Targeting the GSK-3β/mTOR axis to overcome chemoresistance in gestational choriocarcinoma: molecular mechanisms and therapeutic opportunities.

Gestational choriocarcinoma represents one of the most curable solid tumors when diagnosed early, with cure rates exceeding 95% using standard chemotherapy. However, a subset of patients develops chemoresistance, leading to treatment failure and poor outcomes. Emerging evidence indicates that aberrant activation of the glycogen synthase kinase-3β (GSK-3β)/mechanistic target of rapamycin (mTOR) signaling axis is strongly associated with chemoresistance through multiple interconnected mechanisms. This review examines the molecular pathways by which GSK-3β and mTOR likely contribute to chemoresistance in gestational choriocarcinoma, including enhanced epithelial-mesenchymal transition (EMT), metabolic reprogramming, immune evasion, autophagy dysregulation, and suppression of apoptosis. We analyze how crosstalk between GSK-3β and mTOR complexes (mTORC1/mTORC2) creates a resistant phenotype that limits the efficacy of conventional cytotoxic agents such as methotrexate, actinomycin D, and etoposide.
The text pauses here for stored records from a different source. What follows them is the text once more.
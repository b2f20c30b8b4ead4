use crate::topology::version::VersionBump;
use crate::topology::{ClusterNode, ConsistentId, NodeId, TopologyVersion};
use std::collections::BTreeSet;
use std::sync::Arc;

/// The set of nodes eligible to hold persistent partitions.
#[derive(Clone, Debug, Default, Eq, PartialEq)]
pub struct BaselineTopology {
    members: BTreeSet<ConsistentId>,
}

impl BaselineTopology {
    pub fn new<I: IntoIterator<Item = ConsistentId>>(members: I) -> Self {
        BaselineTopology {
            members: members.into_iter().collect(),
        }
    }

    pub fn contains(&self, consistent_id: &ConsistentId) -> bool {
        self.members.contains(consistent_id)
    }

    pub fn members(&self) -> impl Iterator<Item = &ConsistentId> {
        self.members.iter()
    }

    pub fn len(&self) -> usize {
        self.members.len()
    }

    pub fn is_empty(&self) -> bool {
        self.members.is_empty()
    }
}

/// Cluster state right after a discovery event was applied.
#[derive(Clone, Debug)]
pub struct TopologySnapshot {
    members: Vec<ClusterNode>,
    baseline: Option<BaselineTopology>,
    active: bool,
}

impl TopologySnapshot {
    pub fn new(mut members: Vec<ClusterNode>, baseline: Option<BaselineTopology>, active: bool) -> Self {
        members.sort_by_key(|node| node.order());
        TopologySnapshot {
            members,
            baseline,
            active,
        }
    }

    /// All members, oldest first.
    pub fn members(&self) -> &[ClusterNode] {
        &self.members
    }

    pub fn server_nodes(&self) -> impl Iterator<Item = &ClusterNode> {
        self.members.iter().filter(|node| node.is_server())
    }

    pub fn node(&self, id: &NodeId) -> Option<&ClusterNode> {
        self.members.iter().find(|node| node.id() == id)
    }

    pub fn contains(&self, id: &NodeId) -> bool {
        self.node(id).is_some()
    }

    pub fn node_by_consistent_id(&self, consistent_id: &ConsistentId) -> Option<&ClusterNode> {
        self.members
            .iter()
            .find(|node| node.is_server() && node.consistent_id() == consistent_id)
    }

    /// The exchange coordinator: the oldest surviving server node.
    pub fn oldest_server(&self) -> Option<&ClusterNode> {
        self.server_nodes().next()
    }

    pub fn baseline(&self) -> Option<&BaselineTopology> {
        self.baseline.as_ref()
    }

    pub fn is_active(&self) -> bool {
        self.active
    }
}

#[derive(Clone, Debug)]
pub enum DiscoveryEventKind {
    NodeJoined(ClusterNode),
    NodeLeft(ClusterNode),
    NodeFailed(ClusterNode),
    BaselineChanged,
    ActivationChanged { active: bool },
    /// Custom event requested by the coordinator once every ideal owner caught up.
    AffinityChange,
}

impl DiscoveryEventKind {
    pub fn departed_node(&self) -> Option<&ClusterNode> {
        match self {
            DiscoveryEventKind::NodeLeft(node) | DiscoveryEventKind::NodeFailed(node) => Some(node),
            _ => None,
        }
    }

    pub fn joined_node(&self) -> Option<&ClusterNode> {
        match self {
            DiscoveryEventKind::NodeJoined(node) => Some(node),
            _ => None,
        }
    }

    pub fn version_bump(&self) -> VersionBump {
        match self {
            DiscoveryEventKind::NodeJoined(_) | DiscoveryEventKind::NodeLeft(_) | DiscoveryEventKind::NodeFailed(_) => {
                VersionBump::Major
            }
            DiscoveryEventKind::BaselineChanged
            | DiscoveryEventKind::ActivationChanged { .. }
            | DiscoveryEventKind::AffinityChange => VersionBump::Minor,
        }
    }

    pub fn name(&self) -> &'static str {
        match self {
            DiscoveryEventKind::NodeJoined(_) => "NodeJoined",
            DiscoveryEventKind::NodeLeft(_) => "NodeLeft",
            DiscoveryEventKind::NodeFailed(_) => "NodeFailed",
            DiscoveryEventKind::BaselineChanged => "BaselineChanged",
            DiscoveryEventKind::ActivationChanged { .. } => "ActivationChanged",
            DiscoveryEventKind::AffinityChange => "AffinityChange",
        }
    }
}

/// One entry of the ordered discovery feed.
#[derive(Clone, Debug)]
pub struct DiscoveryEvent {
    pub version: TopologyVersion,
    pub kind: DiscoveryEventKind,
    pub topology: Arc<TopologySnapshot>,
}
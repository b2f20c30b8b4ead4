use std::convert::TryFrom;
use tokio::time::Duration;

#[derive(Clone, Debug, Default)]
pub struct ExchangeOptions {
    /// How long the coordinator waits for single messages before re-requesting them.
    pub single_message_timeout: Option<Duration>,
    pub full_ack_timeout: Option<Duration>,
    /// Re-requests (and full message resends) before a silent node is reported as failed.
    pub max_message_retries: Option<u32>,
    pub retry_jitter: Option<Duration>,
    pub history_size: Option<usize>,
    pub actor_queue_size: Option<usize>,
}

pub(super) struct ExchangeOptionsValidated {
    pub single_message_timeout: Duration,
    pub full_ack_timeout: Duration,
    pub max_message_retries: u32,
    pub retry_jitter: Duration,
    pub history_size: usize,
    pub actor_queue_size: usize,
}

impl ExchangeOptionsValidated {
    fn validate(&self) -> Result<(), &'static str> {
        let zero = Duration::from_millis(0);
        if self.single_message_timeout == zero {
            return Err("Single message timeout must be greater than zero");
        }
        if self.full_ack_timeout == zero {
            return Err("Full message acknowledgement timeout must be greater than zero");
        }
        if self.history_size == 0 {
            return Err("Exchange history must keep at least one exchange");
        }
        if self.actor_queue_size == 0 {
            return Err("Actor queue size must be greater than zero");
        }

        Ok(())
    }
}

impl TryFrom<ExchangeOptions> for ExchangeOptionsValidated {
    type Error = &'static str;

    fn try_from(options: ExchangeOptions) -> Result<Self, Self::Error> {
        let values = ExchangeOptionsValidated {
            single_message_timeout: options.single_message_timeout.unwrap_or(Duration::from_secs(10)),
            full_ack_timeout: options.full_ack_timeout.unwrap_or(Duration::from_secs(10)),
            max_message_retries: options.max_message_retries.unwrap_or(3),
            retry_jitter: options.retry_jitter.unwrap_or(Duration::from_millis(50)),
            history_size: options.history_size.unwrap_or(32),
            actor_queue_size: options.actor_queue_size.unwrap_or(64),
        };

        values.validate()?;
        Ok(values)
    }
}
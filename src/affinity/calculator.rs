use crate::affinity::{AffinityAssignment, AffinityContext, AffinityFunction, RendezvousAffinity};
use crate::partition::{CacheGroupId, GroupPartitionMap, PartitionState};
use crate::topology::{ConsistentId, NodeId, TopologySnapshot, TopologyVersion};
use std::collections::BTreeMap;
use std::sync::Arc;

/// Static configuration of one cache group.
#[derive(Clone, Debug)]
pub struct CacheGroupConfig {
    pub id: CacheGroupId,
    pub backups: usize,
    pub affinity: Arc<dyn AffinityFunction>,
}

impl CacheGroupConfig {
    pub fn new(name: &str, backups: usize) -> Self {
        CacheGroupConfig::with_affinity(name, backups, Arc::new(RendezvousAffinity::default()))
    }

    pub fn with_affinity(name: &str, backups: usize, affinity: Arc<dyn AffinityFunction>) -> Self {
        CacheGroupConfig {
            id: CacheGroupId::new(name),
            backups,
            affinity,
        }
    }

    pub fn partitions(&self) -> u32 {
        self.affinity.partitions()
    }
}

/// Candidate owners for `topology`. With a baseline, every baseline member is a candidate
/// (alive ones first, in join order) so that offline members keep their slots; without one,
/// the alive server nodes are.
pub(crate) fn candidates(topology: &TopologySnapshot) -> Vec<ConsistentId> {
    match topology.baseline() {
        Some(baseline) => {
            let mut candidates: Vec<ConsistentId> = topology
                .server_nodes()
                .filter(|node| baseline.contains(node.consistent_id()))
                .map(|node| node.consistent_id().clone())
                .collect();
            let offline: Vec<ConsistentId> = baseline
                .members()
                .filter(|member| topology.node_by_consistent_id(member).is_none())
                .cloned()
                .collect();
            candidates.extend(offline);
            candidates
        }
        None => topology
            .server_nodes()
            .map(|node| node.consistent_id().clone())
            .collect(),
    }
}

/// From-scratch assignment over `topology`, restricted to alive nodes.
pub(crate) fn ideal_assignment(
    group: &CacheGroupConfig,
    topology: &TopologySnapshot,
    version: TopologyVersion,
) -> AffinityAssignment {
    let candidates = candidates(topology);
    let raw = group.affinity.assign_partitions(&AffinityContext {
        group: &group.id,
        candidates: &candidates,
        backups: group.backups,
        version,
    });

    let owners = (0..group.partitions() as usize)
        .map(|partition| match raw.get(partition) {
            Some(ids) => {
                let mut alive: Vec<NodeId> = Vec::with_capacity(ids.len());
                for id in ids {
                    if let Some(node) = topology.node_by_consistent_id(id) {
                        if !alive.contains(node.id()) {
                            alive.push(node.id().clone());
                        }
                    }
                }
                alive
            }
            None => Vec::new(),
        })
        .collect();

    AffinityAssignment::new(version, owners)
}

/// Outcome of the affinity step for one cache group.
#[derive(Debug)]
pub(crate) struct GroupPlan {
    pub ideal: AffinityAssignment,
    pub actual: AffinityAssignment,
    pub states: GroupPartitionMap,
    pub rebalanced: bool,
    pub lost: Vec<u32>,
}

pub(crate) struct PlanInput<'a> {
    pub topology: &'a TopologySnapshot,
    pub merged: &'a GroupPartitionMap,
    pub previous: Option<&'a AffinityAssignment>,
    pub primary_claims: &'a BTreeMap<u32, NodeId>,
    pub version: TopologyVersion,
}

/// Computes the assignment a full exchange publishes. A partition whose ideal primary holds no
/// data yet keeps a data holder as primary; the ideal primary joins as a moving backup until
/// a late affinity assignment promotes it.
pub(crate) fn plan_group(group: &CacheGroupConfig, input: PlanInput<'_>) -> GroupPlan {
    let ideal = ideal_assignment(group, input.topology, input.version);
    let fresh = input.previous.is_none() && !input.merged.has_any_data();

    let mut owners = Vec::with_capacity(ideal.partitions() as usize);
    let mut states = GroupPartitionMap::new(ideal.partitions());
    let mut rebalanced = true;
    let mut lost = Vec::new();

    for partition in 0..ideal.partitions() {
        let ideal_owners = ideal.owners(partition).unwrap_or(&[]);
        let holders = input.merged.holders(partition);

        let actual: Vec<NodeId> = if holders.is_empty() {
            if !fresh {
                lost.push(partition);
            }
            for owner in ideal_owners {
                states.set(partition, owner.clone(), PartitionState::Owning);
            }
            ideal_owners.to_vec()
        } else {
            let primary = choose_primary(partition, ideal_owners, &holders, &input);
            let mut actual = vec![primary.clone()];
            actual.extend(ideal_owners.iter().filter(|owner| **owner != primary).cloned());
            for owner in actual.iter() {
                let state = if holders.contains(&owner) {
                    PartitionState::Owning
                } else {
                    PartitionState::Moving
                };
                states.set(partition, owner.clone(), state);
            }
            actual
        };

        if let Some(replicas) = input.merged.replicas(partition) {
            for (node, state) in replicas {
                if actual.contains(node) {
                    continue;
                }
                match state {
                    PartitionState::Owning | PartitionState::Moving | PartitionState::Renting => {
                        states.set(partition, node.clone(), PartitionState::Renting)
                    }
                    PartitionState::Evicted => {}
                }
            }
        }

        if actual.as_slice() != ideal_owners
            || actual
                .iter()
                .any(|owner| states.state(partition, owner) != Some(PartitionState::Owning))
        {
            rebalanced = false;
        }
        owners.push(actual);
    }

    GroupPlan {
        actual: AffinityAssignment::new(input.version, owners),
        ideal,
        states,
        rebalanced,
        lost,
    }
}

fn choose_primary(partition: u32, ideal_owners: &[NodeId], holders: &[&NodeId], input: &PlanInput<'_>) -> NodeId {
    if let Some(ideal_primary) = ideal_owners.first() {
        if holders.contains(&ideal_primary) {
            return ideal_primary.clone();
        }
    }
    if let Some(claimant) = input.primary_claims.get(&partition) {
        if holders.contains(&claimant) {
            return claimant.clone();
        }
    }
    if let Some(previous) = input.previous.and_then(|previous| previous.owners(partition)) {
        if let Some(owner) = previous.iter().find(|owner| holders.contains(owner)) {
            return owner.clone();
        }
    }

    // Oldest holder; holders are never empty here.
    let mut sorted: Vec<&NodeId> = holders.to_vec();
    sorted.sort_by_key(|node| input.topology.node(node).map(|n| n.order()).unwrap_or(u64::MAX));
    sorted[0].clone()
}

/// True when `actual` lists exactly the ideal owners and every one of them is OWNING.
pub(crate) fn is_rebalanced(ideal: &AffinityAssignment, actual: &AffinityAssignment, states: &GroupPartitionMap) -> bool {
    ideal.same_owners(actual)
        && (0..actual.partitions()).all(|partition| {
            actual
                .owners(partition)
                .unwrap_or(&[])
                .iter()
                .all(|owner| states.state(partition, owner) == Some(PartitionState::Owning))
        })
}

/// True once every ideal owner of every partition holds complete data.
pub(crate) fn ready_for_late_assignment(ideal: &AffinityAssignment, states: &GroupPartitionMap) -> bool {
    (0..ideal.partitions()).all(|partition| {
        ideal
            .owners(partition)
            .unwrap_or(&[])
            .iter()
            .all(|owner| states.state(partition, owner) == Some(PartitionState::Owning))
    })
}

/// Switches a group to its ideal assignment. Replicas outside the ideal lists start renting.
pub(crate) fn late_assignment(ideal: &AffinityAssignment, current: &GroupPartitionMap, version: TopologyVersion) -> GroupPlan {
    let actual = ideal.retag(version);
    let mut states = GroupPartitionMap::new(actual.partitions());

    for partition in 0..actual.partitions() {
        let owners = actual.owners(partition).unwrap_or(&[]);
        for owner in owners {
            states.set(partition, owner.clone(), PartitionState::Owning);
        }
        if let Some(replicas) = current.replicas(partition) {
            for (node, state) in replicas {
                if !owners.contains(node) && *state != PartitionState::Evicted {
                    states.set(partition, node.clone(), PartitionState::Renting);
                }
            }
        }
    }

    GroupPlan {
        ideal: ideal.retag(version),
        actual,
        states,
        rebalanced: true,
        lost: Vec::new(),
    }
}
Importantly, we highlight emerging therapeutic strategies to target this axis, including GSK-3β activators (lithium, 9-ING-41), mTOR inhibitors (rapamycin analogs, dual PI3K/mTOR inhibitors), and combination regimens that synergistically restore chemosensitivity. Preclinical data from trophoblastic and related malignancies demonstrate that dual targeting of GSK-3β and mTOR can reverse resistance phenotypes and enhance treatment responses. This comprehensive review provides a translational framework for developing molecularly targeted therapies in chemoresistant gestational choriocarcinoma, with potential implications for personalized treatment algorithms and clinical trial design in this rare but highly treatable malignancy.